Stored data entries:
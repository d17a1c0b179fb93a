//! Reliable broadcast over a binomial-graph overlay.
//!
//! A broadcast is sent to this daemon's overlay neighbors only. Each
//! receiving daemon hands the payload to the handler registered under the
//! frame's [`HandlerId`]; if the handler answers [`ForwardDecision::Forward`]
//! the untouched envelope is re-sent to that daemon's own neighbors.
//!
//! The layer keeps no history. A message stops spreading only when the
//! handlers stop forwarding it, so every handler must eventually answer
//! [`ForwardDecision::Stop`] for any given message.

use crate::config::BroadcastConfig;
use crate::process_id::Rank;
use crate::protocol::codec::{self, CodecError};
use crate::protocol::{RbcastEnvelope, WireMessage, compress_block, decompress_block};
use crate::transport::{GroupInfo, Transport};
use serde::{Deserialize, Serialize};
use std::borrow::Cow;
use std::collections::BTreeMap;
use std::fmt;
use thiserror::Error;
use tracing::{debug, trace, warn};

/// Maximum number of handlers installed at once.
pub const HANDLER_TABLE_CAPACITY: usize = 8;

/// Identifies a delivery handler on the wire.
///
/// Every daemon registers its handlers in the same order at startup, so
/// the same id names the same handler cluster-wide.
#[derive(Debug, Clone, Copy, PartialEq, Eq, Hash, PartialOrd, Ord, Serialize, Deserialize)]
#[serde(transparent)]
pub struct HandlerId(u8);

impl HandlerId {
    pub fn as_u8(self) -> u8 {
        self.0
    }
}

impl fmt::Display for HandlerId {
    fn fmt(&self, f: &mut fmt::Formatter<'_>) -> fmt::Result {
        write!(f, "{}", self.0)
    }
}

/// What a delivery handler wants done with the message it just saw.
#[derive(Debug, Clone, Copy, PartialEq, Eq)]
pub enum ForwardDecision {
    /// Re-send the message to this daemon's neighbors.
    Forward,
    /// Drop the message here.
    Stop,
}

#[derive(Debug, Error)]
pub enum BroadcastError {
    #[error("Handler table full ({HANDLER_TABLE_CAPACITY} handlers installed)")]
    HandlerTableFull,

    #[error("No handler registered under id {0}")]
    UnknownHandler(HandlerId),

    #[error(transparent)]
    Codec(#[from] CodecError),
}

pub type Result<T> = std::result::Result<T, BroadcastError>;

/// Bincode body of an RBCAST envelope.
#[derive(Debug, Clone, PartialEq, Eq, Serialize, Deserialize)]
pub struct RbcastFrame {
    pub handler_id: HandlerId,
    pub payload: Vec<u8>,
}

/// Callback invoked with the payload of each delivered broadcast.
pub type DeliveryHandler = Box<dyn FnMut(&[u8]) -> ForwardDecision>;

/// Per-daemon broadcast state: group snapshot plus the handler table.
pub struct ReliableBroadcast {
    group: GroupInfo,
    compress_limit: usize,
    handlers: BTreeMap<HandlerId, DeliveryHandler>,
}

impl ReliableBroadcast {
    pub fn new(group: GroupInfo, config: &BroadcastConfig) -> Self {
        Self {
            group,
            compress_limit: config.compress_limit,
            handlers: BTreeMap::new(),
        }
    }

    /// Install a delivery handler under the lowest free id.
    pub fn register_handler(
        &mut self,
        handler: impl FnMut(&[u8]) -> ForwardDecision + 'static,
    ) -> Result<HandlerId> {
        let id = (0..HANDLER_TABLE_CAPACITY as u8)
            .map(HandlerId)
            .find(|id| !self.handlers.contains_key(id))
            .ok_or(BroadcastError::HandlerTableFull)?;

        self.handlers.insert(id, Box::new(handler));
        debug!(handler = %id, "registered broadcast handler");
        Ok(id)
    }

    /// Remove a previously installed handler.
    pub fn unregister_handler(&mut self, id: HandlerId) -> Result<()> {
        if self.handlers.remove(&id).is_none() {
            return Err(BroadcastError::UnknownHandler(id));
        }
        debug!(handler = %id, "unregistered broadcast handler");
        Ok(())
    }

    pub fn handler_count(&self) -> usize {
        self.handlers.len()
    }

    pub fn has_handler(&self, id: HandlerId) -> bool {
        self.handlers.contains_key(&id)
    }

    /// This daemon's overlay neighbors, in send order.
    pub fn neighbors(&self) -> Vec<Rank> {
        binomial_neighbors(self.group.my_rank, self.group.size)
    }

    /// Originate a broadcast of `payload` tagged with `handler_id`.
    ///
    /// Returns how many neighbors accepted the message. Individual send
    /// failures are logged and skipped.
    pub fn broadcast(
        &self,
        transport: &dyn Transport,
        payload: &[u8],
        handler_id: HandlerId,
    ) -> Result<usize> {
        let frame = codec::encode(&RbcastFrame {
            handler_id,
            payload: payload.to_vec(),
        })?;

        let envelope = match compress_block(&frame, self.compress_limit) {
            Some(compressed) => {
                trace!(raw = frame.len(), compressed = compressed.len(), "compressed broadcast frame");
                RbcastEnvelope {
                    compressed: true,
                    data: compressed,
                }
            }
            None => RbcastEnvelope {
                compressed: false,
                data: frame,
            },
        };

        let bytes = WireMessage::Rbcast(envelope).to_json()?;
        Ok(self.send_to_neighbors(transport, &bytes))
    }

    /// Handle an incoming envelope.
    ///
    /// Runs the frame's handler and, when it answers `Forward`, relays the
    /// envelope unchanged to this daemon's neighbors.
    pub fn deliver(
        &mut self,
        transport: &dyn Transport,
        envelope: &RbcastEnvelope,
    ) -> Result<ForwardDecision> {
        let data: Cow<'_, [u8]> = if envelope.compressed {
            Cow::Owned(decompress_block(&envelope.data)?)
        } else {
            Cow::Borrowed(&envelope.data)
        };
        let frame: RbcastFrame = codec::decode(&data)?;

        let handler = self
            .handlers
            .get_mut(&frame.handler_id)
            .ok_or(BroadcastError::UnknownHandler(frame.handler_id))?;
        let decision = handler(&frame.payload);

        trace!(handler = %frame.handler_id, ?decision, "delivered broadcast");

        if decision == ForwardDecision::Forward {
            let bytes = WireMessage::Rbcast(envelope.clone()).to_json()?;
            self.send_to_neighbors(transport, &bytes);
        }
        Ok(decision)
    }

    fn send_to_neighbors(&self, transport: &dyn Transport, bytes: &[u8]) -> usize {
        let mut accepted = 0;
        for dest in self.neighbors() {
            match transport.send(dest, bytes.to_vec()) {
                Ok(()) => accepted += 1,
                Err(error) => warn!(rank = self.group.my_rank, dest, %error, "broadcast send failed"),
            }
        }
        debug!(rank = self.group.my_rank, accepted, size = bytes.len(), "broadcast sent");
        accepted
    }
}

/// Binomial-graph neighbors of `rank` in a group of `size` daemons.
///
/// Ranks are `1..=size`. Round `i` (for `i` in `1..=⌈log2 size⌉`) yields
/// the daemons at circular offsets `+(2^i - 1)` then `-(2^i - 1)`. Even
/// ranks walk the rounds in ascending order and odd ranks in descending
/// order, which spreads the first sends of concurrent broadcasts. Self and
/// repeated ranks are skipped.
pub fn binomial_neighbors(rank: Rank, size: u32) -> Vec<Rank> {
    if size < 2 || !(1..=size).contains(&rank) {
        return Vec::new();
    }

    let mut rounds: Vec<u32> = (1..=ceil_log2(size)).collect();
    if rank % 2 == 1 {
        rounds.reverse();
    }

    let n = i64::from(size);
    let origin = i64::from(rank) - 1;
    let mut neighbors = Vec::with_capacity(rounds.len() * 2);

    for round in rounds {
        let offset = (1i64 << round) - 1;
        for direction in [1, -1] {
            // rem_euclid keeps the result in 0..n, so it always fits a Rank
            let peer = ((origin + direction * offset).rem_euclid(n) + 1) as Rank;
            if peer != rank && !neighbors.contains(&peer) {
                neighbors.push(peer);
            }
        }
    }
    neighbors
}

fn ceil_log2(n: u32) -> u32 {
    match n {
        0 | 1 => 0,
        _ => u32::BITS - (n - 1).leading_zeros(),
    }
}
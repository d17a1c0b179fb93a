//! Runtime configuration for the detector and the broadcast layer.
//!
//! Durations are written as float seconds (`heartbeat_period: 2.5`), the
//! same unit the runtime's tuning parameters have always used.

use serde::{Deserialize, Serialize};
use std::time::Duration;
use thiserror::Error;
use tracing::warn;

/// Default heartbeat period.
pub const DEFAULT_HEARTBEAT_PERIOD: Duration = Duration::from_secs(5);

/// Default time without a heartbeat before the observed daemon is reported.
pub const DEFAULT_HEARTBEAT_TIMEOUT: Duration = Duration::from_secs(10);

/// Shortest accepted period or timeout; the detector counts whole
/// milliseconds.
pub const MIN_DETECTOR_DURATION: Duration = Duration::from_millis(1);

/// Broadcast frames at least this large are zlib-compressed.
pub const DEFAULT_COMPRESS_LIMIT: usize = 4096;

#[derive(Debug, Error, PartialEq, Eq)]
pub enum ConfigError {
    #[error("heartbeat_period must be at least 1 ms")]
    PeriodTooShort,
    #[error("heartbeat_timeout must be at least 1 ms")]
    TimeoutTooShort,
}

/// Ring failure detector settings.
#[derive(Debug, Clone, PartialEq, Serialize, Deserialize)]
#[serde(default)]
pub struct DetectorConfig {
    /// Run the ring detector at all (default: true)
    pub enabled: bool,
    /// How often to heartbeat our observer (default: 5s)
    #[serde(with = "duration_secs")]
    pub heartbeat_period: Duration,
    /// Silence after which the observed daemon is reported (default: 10s)
    #[serde(with = "duration_secs")]
    pub heartbeat_timeout: Duration,
}

impl Default for DetectorConfig {
    fn default() -> Self {
        Self {
            enabled: true,
            heartbeat_period: DEFAULT_HEARTBEAT_PERIOD,
            heartbeat_timeout: DEFAULT_HEARTBEAT_TIMEOUT,
        }
    }
}

impl DetectorConfig {
    /// Check the settings can drive a detector.
    ///
    /// A timeout shorter than the period is accepted but almost always
    /// produces false suspicions, so it is logged.
    pub fn validate(&self) -> Result<(), ConfigError> {
        if self.heartbeat_period < MIN_DETECTOR_DURATION {
            return Err(ConfigError::PeriodTooShort);
        }
        if self.heartbeat_timeout < MIN_DETECTOR_DURATION {
            return Err(ConfigError::TimeoutTooShort);
        }
        if self.heartbeat_timeout < self.heartbeat_period {
            warn!(
                period = ?self.heartbeat_period,
                timeout = ?self.heartbeat_timeout,
                "heartbeat timeout is shorter than the period; expect false suspicions"
            );
        }
        Ok(())
    }
}

/// Reliable broadcast settings.
#[derive(Debug, Clone, PartialEq, Eq, Serialize, Deserialize)]
#[serde(default)]
pub struct BroadcastConfig {
    /// Minimum frame size in bytes before compression is attempted
    pub compress_limit: usize,
}

impl Default for BroadcastConfig {
    fn default() -> Self {
        Self {
            compress_limit: DEFAULT_COMPRESS_LIMIT,
        }
    }
}

/// All settings for one daemon's fault core.
#[derive(Debug, Clone, Default, PartialEq, Serialize, Deserialize)]
#[serde(default)]
pub struct RingwatchConfig {
    pub detector: DetectorConfig,
    pub broadcast: BroadcastConfig,
}

impl RingwatchConfig {
    pub fn validate(&self) -> Result<(), ConfigError> {
        self.detector.validate()
    }
}

mod duration_secs {
    use serde::{Deserialize, Deserializer, Serializer};
    use std::time::Duration;

    pub fn serialize<S: Serializer>(value: &Duration, s: S) -> Result<S::Ok, S::Error> {
        s.serialize_f64(value.as_secs_f64())
    }

    pub fn deserialize<'de, D: Deserializer<'de>>(d: D) -> Result<Duration, D::Error> {
        let secs = f64::deserialize(d)?;
        Duration::try_from_secs_f64(secs).map_err(serde::de::Error::custom)
    }
}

Task to carry out: Which lines in the records above contain the string "same"? Copy each one.

Exercise response:
/// Every daemon registers its handlers in the same order at startup, so
/// the same id names the same handler cluster-wide.
//! same unit the runtime's tuning parameters have always used.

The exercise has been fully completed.